A little drop just fell on the bench next to me, one little raindrop, as if it wants to tell me "hi". And almost, foolishly, I ask it how its doing... My gaze goes up to the sky above me, to the clouds hanging so low I can almost scoop them in my hands, and hold them. As I look I notice more than one drop falling, its raining, and I'm sitting on a bench, grinning like a fool, wanting to greet the clouds, the pigeons, the trees, heck I might even try saying hi to a few people even though I know the trees have more to say than the french...
My poor little Bill, you didnt get much sleep before going to work today, did you? You will need Natalie, and makeup and coffee close today... but I wouldnt want to trade all the hours of all the nights for the hours we spent last night. We have done many wonderful things together, but last night surely has to end up in a top three, if I were to ever make one. Possibly even first place, the way I still look at it now. Right before the wedding... no, that isnt very fair on you, is it, after all the effort you made on that one? I cant let one simple walk cloud that or you'll divorce me for sure. But still once again, you made sure it was all there. Or just not there, but ah, I'm rambling, lack of sleep seems to get to me too...
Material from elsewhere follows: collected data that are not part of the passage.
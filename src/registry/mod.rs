// Copyright (c) 2025-2026 Adrian Robinson. Licensed under the AGPL-3.0.
// See LICENSE file in the project root for full license text.

//! Registry façade.
//!
//! The [`Registry`] ties the components together:
//! - a [`DataStore`](crate::DataStore) of multi-sourced holders
//! - a single writer task that applies every mutation in order
//! - a [`NotificationHub`](crate::NotificationHub) fanning changes out to
//!   interest subscribers
//! - an eviction queue governed by the quota keeper (self-preservation)
//! - per-source ingestion tasks and lease timers
//!
//! # Lifecycle
//!
//! ```text
//! Created → Running → ShuttingDown → Stopped
//! ```
//!
//! # Example
//!
//! ```rust
//! use service_registry::{Registry, RegistryConfig, RegistryState, InstanceInfo, Source, Interest};
//!
//! # #[tokio::main]
//! # async fn main() {
//! let registry = Registry::new(RegistryConfig::default());
//! assert_eq!(registry.state(), RegistryState::Created);
//!
//! registry.start();
//! let local = Source::local("conn-1");
//! registry.register(&local, InstanceInfo::new("i-1", "billing")).await.unwrap();
//!
//! assert_eq!(registry.size(), 1);
//! assert_eq!(registry.for_snapshot(&Interest::application("billing")).len(), 1);
//!
//! registry.shutdown().await;
//! assert_eq!(registry.state(), RegistryState::Stopped);
//! # }
//! ```

mod actor;
mod api;
mod ingest;
mod lifecycle;
mod types;

pub use crate::connect_options::ConnectOptions;
pub use ingest::SourceConnection;
pub use types::{RegistrationEvent, RegistryHealth, RegistryState};

use std::collections::HashMap;
use std::sync::atomic::AtomicBool;
use std::sync::Arc;

use parking_lot::Mutex;
use tokio::sync::{mpsc, watch};
use tokio::task::JoinHandle;

use crate::config::RegistryConfig;
use crate::eviction::{EvictionQueue, EvictionQuotaKeeper};
use crate::hub::NotificationHub;
use crate::store::DataStore;

use actor::{Bindings, Command, RegistryActor, SharedStatus};

/// A multi-sourced service registry.
///
/// # Thread Safety
///
/// The registry is `Send + Sync`; share it behind an `Arc`. Reads go
/// straight to the data store, writes are serialized through the writer
/// task started by [`Registry::start`]. Commands issued before `start`
/// queue until the writer runs.
pub struct Registry {
    pub(super) config: RegistryConfig,

    /// id → holder table (written only by the writer task)
    pub(super) store: Arc<DataStore>,

    /// Interest subscriptions
    pub(super) hub: Arc<NotificationHub>,

    /// Connected ingestion sources by logical key
    pub(super) bindings: Bindings,

    /// Writer command queue
    pub(super) commands: mpsc::Sender<Command>,

    /// Writer, until `start` spawns it
    pub(super) pending_actor: Mutex<Option<RegistryActor>>,

    pub(super) actor_task: Mutex<Option<JoinHandle<()>>>,

    /// Registry state (broadcast to watchers)
    pub(super) state: Arc<watch::Sender<RegistryState>>,

    /// Registry state receiver (for internal use)
    pub(super) state_rx: watch::Receiver<RegistryState>,

    /// Eviction status published by the writer
    pub(super) status: Arc<SharedStatus>,

    pub(super) shutdown_started: AtomicBool,
}

impl Registry {
    /// Build a registry. Nothing runs until [`Registry::start`].
    pub fn new(config: RegistryConfig) -> Self {
        let store = Arc::new(DataStore::new());
        let hub = Arc::new(NotificationHub::new(config.subscriber_buffer, config.overflow_policy));
        let bindings: Bindings = Arc::new(Mutex::new(HashMap::new()));
        let (commands, rx) = mpsc::channel(config.command_queue_capacity.max(1));
        let (state, state_rx) = watch::channel(RegistryState::Created);
        let state = Arc::new(state);
        let status = Arc::new(SharedStatus::default());

        let actor = RegistryActor {
            store: Arc::clone(&store),
            hub: Arc::clone(&hub),
            bindings: Arc::clone(&bindings),
            quota: EvictionQuotaKeeper::new(
                config.eviction_allowed_percentage_drop,
                store.size_receiver(),
            ),
            queue: EvictionQueue::new(),
            parked: EvictionQueue::new(),
            commands: rx,
            state: Arc::clone(&state),
            status: Arc::clone(&status),
        };

        Self {
            config,
            store,
            hub,
            bindings,
            commands,
            pending_actor: Mutex::new(Some(actor)),
            actor_task: Mutex::new(None),
            state,
            state_rx,
            status,
            shutdown_started: AtomicBool::new(false),
        }
    }

    pub fn config(&self) -> &RegistryConfig {
        &self.config
    }

    /// Current lifecycle state.
    #[must_use]
    pub fn state(&self) -> RegistryState {
        *self.state_rx.borrow()
    }

    /// Watch lifecycle transitions.
    #[must_use]
    pub fn state_receiver(&self) -> watch::Receiver<RegistryState> {
        self.state_rx.clone()
    }

    #[must_use]
    pub fn is_running(&self) -> bool {
        self.state() == RegistryState::Running
    }
}
// Copyright (c) 2025-2026 Adrian Robinson. Licensed under the AGPL-3.0.
// See LICENSE file in the project root for full license text.

//! Subscriber-side backpressure.
//!
//! Every interest stream has a bounded live buffer. The writer never waits
//! on it: the hub measures how full the buffer is after each delivery, flags
//! slow subscribers early, and applies the configured [`OverflowPolicy`]
//! once the buffer is full.
//!
//! # Example
//!
//! ```
//! use service_registry::BackpressureLevel;
//!
//! let level = BackpressureLevel::from_occupancy(100, 1024);
//! assert_eq!(level, BackpressureLevel::Normal);
//!
//! let level = BackpressureLevel::from_occupancy(800, 1024);
//! assert_eq!(level, BackpressureLevel::Warn);
//! assert!(level.is_slow());
//!
//! let level = BackpressureLevel::from_occupancy(1024, 1024);
//! assert_eq!(level, BackpressureLevel::Full);
//! assert!(!level.can_accept());
//! ```

use serde::Deserialize;

/// How full a subscriber's live buffer is.
///
/// - **Normal** (< 70%): keeping up
/// - **Warn** (70-90%): falling behind, logged once
/// - **Critical** (90-100%): about to overflow
/// - **Full** (100%): next notification triggers the overflow policy
#[derive(Debug, Clone, Copy, PartialEq, Eq, PartialOrd, Ord)]
pub enum BackpressureLevel {
    Normal = 0,
    Warn = 1,
    Critical = 2,
    Full = 3,
}

impl BackpressureLevel {
    /// Level from a fill ratio (0.0 → 1.0)
    #[must_use]
    pub fn from_fill(fill: f64) -> Self {
        match fill {
            p if p < 0.70 => Self::Normal,
            p if p < 0.90 => Self::Warn,
            p if p < 1.0 => Self::Critical,
            _ => Self::Full,
        }
    }

    #[must_use]
    pub fn from_occupancy(used: usize, capacity: usize) -> Self {
        if capacity == 0 {
            return Self::Full;
        }
        Self::from_fill(used as f64 / capacity as f64)
    }

    /// Subscriber is falling behind the writer.
    #[must_use]
    pub fn is_slow(&self) -> bool {
        *self >= Self::Warn
    }

    #[must_use]
    pub fn can_accept(&self) -> bool {
        *self < Self::Full
    }

    pub fn description(&self) -> &'static str {
        match self {
            Self::Normal => "Normal - subscriber keeping up",
            Self::Warn => "Warning - subscriber falling behind",
            Self::Critical => "Critical - subscriber buffer nearly full",
            Self::Full => "Full - overflow policy applies",
        }
    }
}

impl std::fmt::Display for BackpressureLevel {
    fn fmt(&self, f: &mut std::fmt::Formatter<'_>) -> std::fmt::Result {
        write!(f, "{:?}", self)
    }
}

/// What happens when a live notification meets a full subscriber buffer.
#[derive(Debug, Clone, Copy, PartialEq, Eq, Default, Deserialize)]
#[serde(rename_all = "snake_case")]
pub enum OverflowPolicy {
    /// End the stream with `Lagged`; the subscriber must resubscribe to
    /// rebuild a consistent view.
    #[default]
    Disconnect,
    /// Discard the notification and keep the stream open. The subscriber's
    /// view may drift; the skipped count is reported as lag.
    DropNewest,
}

impl OverflowPolicy {
    pub fn description(&self) -> &'static str {
        match self {
            Self::Disconnect => "disconnect lagging subscriber",
            Self::DropNewest => "drop newest notification",
        }
    }
}
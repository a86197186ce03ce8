// Copyright (c) 2025-2026 Adrian Robinson. Licensed under the AGPL-3.0.
// See LICENSE file in the project root for full license text.

//! Per-instance reconciliation of copies arriving from several sources.
//!
//! # Snapshot selection
//!
//! ```text
//! copies (first-insertion order)        snapshot
//! ┌──────────────────────────────┐
//! │ replicated:peer-1   (Down)   │
//! │ local:conn-1        (Up)     │ ───► local copy wins
//! │ replicated:peer-2   (Up)     │
//! └──────────────────────────────┘
//!
//! no local copy ──► earliest inserted replica wins
//! ```
//!
//! Every mutation returns the notifications a subscriber needs in order to
//! keep an accurate picture of the snapshot. Writes to a copy that is not
//! the snapshot are invisible until that copy is promoted.

use std::sync::Arc;

use serde::Serialize;
use tracing::debug;

use crate::instance::InstanceInfo;
use crate::notification::ChangeNotification;
use crate::source::Source;

/// One source's copy of an instance.
#[derive(Debug, Clone, PartialEq)]
pub struct SourcedCopy {
    pub source: Source,
    pub info: Arc<InstanceInfo>,
}

/// Diagnostic view of a holder.
#[derive(Debug, Clone, PartialEq, Serialize)]
pub struct HolderSummary {
    pub id: String,
    pub snapshot_source: Option<Source>,
    pub sources: Vec<Source>,
}

/// All copies of one instance id, plus the promoted snapshot.
#[derive(Debug, Clone)]
pub struct MultiSourcedHolder {
    id: String,
    copies: Vec<SourcedCopy>,
    snapshot: Option<SourcedCopy>,
}

impl MultiSourcedHolder {
    pub fn new(id: impl Into<String>) -> Self {
        Self { id: id.into(), copies: Vec::new(), snapshot: None }
    }

    pub fn id(&self) -> &str {
        &self.id
    }

    pub fn snapshot(&self) -> Option<&SourcedCopy> {
        self.snapshot.as_ref()
    }

    /// The copy held for exactly `source` (same connection id).
    pub fn get(&self, source: &Source) -> Option<&Arc<InstanceInfo>> {
        self.copies.iter().find(|c| c.source == *source).map(|c| &c.info)
    }

    pub fn copies(&self) -> &[SourcedCopy] {
        &self.copies
    }

    pub fn sources(&self) -> impl Iterator<Item = &Source> {
        self.copies.iter().map(|c| &c.source)
    }

    pub fn len(&self) -> usize {
        self.copies.len()
    }

    pub fn is_empty(&self) -> bool {
        self.copies.is_empty()
    }

    pub fn summary(&self) -> HolderSummary {
        HolderSummary {
            id: self.id.clone(),
            snapshot_source: self.snapshot.as_ref().map(|s| s.source.clone()),
            sources: self.sources().cloned().collect(),
        }
    }

    fn is_snapshot(&self, source: &Source) -> bool {
        self.snapshot.as_ref().is_some_and(|s| s.source.is_same_logical(source))
    }

    /// Store `info` as `source`'s copy and return what subscribers must see.
    pub fn update(&mut self, source: Source, info: Arc<InstanceInfo>) -> Vec<ChangeNotification> {
        let copy = SourcedCopy { source: source.clone(), info: Arc::clone(&info) };

        if let Some(pos) = self.copies.iter().position(|c| c.source.is_same_logical(&source)) {
            let was_snapshot = self.is_snapshot(&source);
            let old = std::mem::replace(&mut self.copies[pos], copy.clone());

            if !was_snapshot {
                debug!(id = %self.id, source = %source, "Update to non-snapshot copy");
                return Vec::new();
            }

            // Keep the snapshot's source id current even when the value is unchanged.
            self.snapshot = Some(copy);
            if *old.info == *info {
                debug!(id = %self.id, source = %source, "No-op update");
                return Vec::new();
            }
            debug!(
                id = %self.id,
                changed = ?info.changed_fields(&old.info),
                "Snapshot modified"
            );
            return vec![ChangeNotification::modify(info, source)];
        }

        self.copies.push(copy.clone());
        match &self.snapshot {
            None => {
                self.snapshot = Some(copy);
                vec![ChangeNotification::add(info, source)]
            }
            Some(current) if !current.source.is_local() && source.is_local() => {
                debug!(
                    id = %self.id,
                    from = %current.source,
                    to = %source,
                    "Local copy supersedes snapshot"
                );
                self.snapshot = Some(copy);
                vec![ChangeNotification::add(info, source)]
            }
            Some(_) => {
                debug!(id = %self.id, source = %source, "New non-snapshot copy");
                Vec::new()
            }
        }
    }

    /// Drop `source`'s copy and return what subscribers must see.
    ///
    /// Removing a copy held by a different connection of the same logical
    /// source, or one that was never stored, does nothing.
    pub fn remove(&mut self, source: &Source) -> Vec<ChangeNotification> {
        let Some(pos) = self.copies.iter().position(|c| c.source.is_same_logical(source)) else {
            return Vec::new();
        };
        if self.copies[pos].source.id != source.id {
            debug!(
                id = %self.id,
                stale = %source,
                held = %self.copies[pos].source,
                "Ignoring removal from stale source id"
            );
            return Vec::new();
        }

        let was_snapshot = self.is_snapshot(source);
        let removed = self.copies.remove(pos);

        if self.copies.is_empty() {
            self.snapshot = None;
            return vec![ChangeNotification::delete(removed.info, removed.source)];
        }
        if !was_snapshot {
            return Vec::new();
        }

        let next = self
            .copies
            .iter()
            .find(|c| c.source.is_local())
            .or_else(|| self.copies.first())
            .cloned();
        let Some(next) = next else {
            return vec![ChangeNotification::delete(removed.info, removed.source)];
        };
        debug!(id = %self.id, from = %removed.source, to = %next.source, "Snapshot handover");
        self.snapshot = Some(next.clone());
        vec![
            ChangeNotification::delete(removed.info, removed.source),
            ChangeNotification::add(next.info, next.source),
        ]
    }
}

#[cfg(test)]
mod tests {
    use super::*;
    use crate::instance::InstanceStatus;
    use crate::notification::ChangeKind;

    fn info(status: InstanceStatus) -> Arc<InstanceInfo> {
        Arc::new(InstanceInfo::new("x", "app").with_status(status).with_last_modified(1))
    }

    fn kinds(notes: &[ChangeNotification]) -> Vec<(ChangeKind, InstanceStatus)> {
        notes
            .iter()
            .map(|n| (n.kind().unwrap(), n.info().unwrap().status))
            .collect()
    }

    #[test]
    fn test_first_copy_is_added() {
        let mut h = MultiSourcedHolder::new("x");
        let notes = h.update(Source::replicated("p1"), info(InstanceStatus::Up));
        assert_eq!(kinds(&notes), vec![(ChangeKind::Add, InstanceStatus::Up)]);
        assert_eq!(h.len(), 1);
    }

    #[test]
    fn test_local_then_replica_then_handover() {
        let local = Source::local("conn1");
        let peer = Source::replicated("peer1");
        let mut h = MultiSourcedHolder::new("x");

        let n = h.update(local.clone(), info(InstanceStatus::Up));
        assert_eq!(kinds(&n), vec![(ChangeKind::Add, InstanceStatus::Up)]);

        let n = h.update(peer.clone(), info(InstanceStatus::Down));
        assert!(n.is_empty());

        let n = h.remove(&local);
        assert_eq!(
            kinds(&n),
            vec![(ChangeKind::Delete, InstanceStatus::Up), (ChangeKind::Add, InstanceStatus::Down)]
        );

        let n = h.remove(&peer);
        assert_eq!(kinds(&n), vec![(ChangeKind::Delete, InstanceStatus::Down)]);
        assert!(h.is_empty());
        assert!(h.snapshot().is_none());
    }

    #[test]
    fn test_identical_update_is_noop() {
        let src = Source::local("c");
        let mut h = MultiSourcedHolder::new("x");
        assert_eq!(h.update(src.clone(), info(InstanceStatus::Up)).len(), 1);
        assert!(h.update(src, info(InstanceStatus::Up)).is_empty());
    }

    #[test]
    fn test_snapshot_change_is_modify() {
        let src = Source::local("c");
        let mut h = MultiSourcedHolder::new("x");
        h.update(src.clone(), info(InstanceStatus::Up));
        let n = h.update(src, info(InstanceStatus::Down));
        assert_eq!(kinds(&n), vec![(ChangeKind::Modify, InstanceStatus::Down)]);
    }

    #[test]
    fn test_local_supersedes_replica() {
        let mut h = MultiSourcedHolder::new("x");
        h.update(Source::replicated("p1"), info(InstanceStatus::Down));
        let local = Source::local("c");
        let n = h.update(local.clone(), info(InstanceStatus::Up));
        assert_eq!(kinds(&n), vec![(ChangeKind::Add, InstanceStatus::Up)]);
        assert_eq!(h.snapshot().map(|s| &s.source), Some(&local));
    }

    #[test]
    fn test_earliest_replica_wins_and_fifo_after_handover() {
        let p1 = Source::replicated("p1");
        let p2 = Source::replicated("p2");
        let p3 = Source::replicated("p3");
        let mut h = MultiSourcedHolder::new("x");
        h.update(p1.clone(), info(InstanceStatus::Up));
        assert!(h.update(p2.clone(), info(InstanceStatus::Down)).is_empty());
        assert!(h.update(p3.clone(), info(InstanceStatus::Starting)).is_empty());
        assert_eq!(h.snapshot().map(|s| &s.source), Some(&p1));

        let n = h.remove(&p1);
        assert_eq!(n.len(), 2);
        assert_eq!(h.snapshot().map(|s| &s.source), Some(&p2));
    }

    #[test]
    fn test_handover_prefers_local() {
        let p1 = Source::replicated("p1");
        let mut h = MultiSourcedHolder::new("x");
        h.update(p1.clone(), info(InstanceStatus::Up));
        h.update(Source::replicated("p2"), info(InstanceStatus::Down));
        let local = Source::local("c");
        h.update(local.clone(), info(InstanceStatus::Starting));
        let other_local = Source::local("d");
        h.update(other_local, info(InstanceStatus::OutOfService));

        let n = h.remove(&local);
        assert_eq!(
            kinds(&n),
            vec![
                (ChangeKind::Delete, InstanceStatus::Starting),
                (ChangeKind::Add, InstanceStatus::OutOfService)
            ]
        );
    }

    #[test]
    fn test_non_snapshot_removal_is_silent() {
        let mut h = MultiSourcedHolder::new("x");
        h.update(Source::local("c"), info(InstanceStatus::Up));
        let peer = Source::replicated("p");
        h.update(peer.clone(), info(InstanceStatus::Down));
        assert!(h.remove(&peer).is_empty());
        assert_eq!(h.len(), 1);
    }

    #[test]
    fn test_unknown_source_removal_is_noop() {
        let mut h = MultiSourcedHolder::new("x");
        h.update(Source::local("c"), info(InstanceStatus::Up));
        assert!(h.remove(&Source::replicated("never")).is_empty());
        assert_eq!(h.len(), 1);
    }

    #[test]
    fn test_reconnect_overwrites_logical_source() {
        let first = Source::replicated("p");
        let mut h = MultiSourcedHolder::new("x");
        h.update(first.clone(), info(InstanceStatus::Up));

        let second = first.reconnect();
        let n = h.update(second.clone(), info(InstanceStatus::Up));
        assert!(n.is_empty());
        assert_eq!(h.len(), 1);
        assert!(h.get(&second).is_some());
        assert!(h.get(&first).is_none());

        // The previous generation can no longer remove the copy.
        assert!(h.remove(&first).is_empty());
        assert_eq!(h.len(), 1);
        assert_eq!(h.snapshot().map(|s| &s.source), Some(&second));

        let n = h.remove(&second);
        assert_eq!(kinds(&n), vec![(ChangeKind::Delete, InstanceStatus::Up)]);
    }

    #[test]
    fn test_summary() {
        let local = Source::local("c");
        let peer = Source::replicated("p");
        let mut h = MultiSourcedHolder::new("x");
        h.update(peer.clone(), info(InstanceStatus::Up));
        h.update(local.clone(), info(InstanceStatus::Up));

        let s = h.summary();
        assert_eq!(s.id, "x");
        assert_eq!(s.snapshot_source, Some(local.clone()));
        assert_eq!(s.sources, vec![peer, local]);
    }
}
For starters, you looked fabulous... for once you were wearing make up (forgot to take it off, but every now and again I like it too), button up black cashmere coat that fitted you perfectly, jeans and simple shoes. And your wedding ring... that alone was perfection. I felt so proud walking through the city with you even if no one was there to see it, no one but a late night worker, no one but the stray cat we passed, no one but the street lights and the occasional raindrop to see us. Maybe thats why I loved it so much... Fangirl bedtime was long gone by the time we set out to go on our walk. To show you "my Paris" as you called it, not that different from everyone else's is it? I felt like a guide taking you back into my past, back to the happiest moments that can be found in there. Thanks to downloads and youtube I was able to show you the full picture, music and all, explain why "my Paris" means so much to me. And its our Paris now... it has to be after sharing all that, after sitting on the steps listening to my cellphone play La vie en Rose over a sleeping city, quietly, just for us, our little secret. Holding eachother or just holding hands, talking or saying nothing at all. Walking past the lit up Eifel tower or the Louvre, dancing to my cellphone. Well me trying to dance and you bravely resisting... My head on your shoulder at a bench on the bank of the Seine at 4 in the morning, just sitting there because right then and there, we had nothing better to do...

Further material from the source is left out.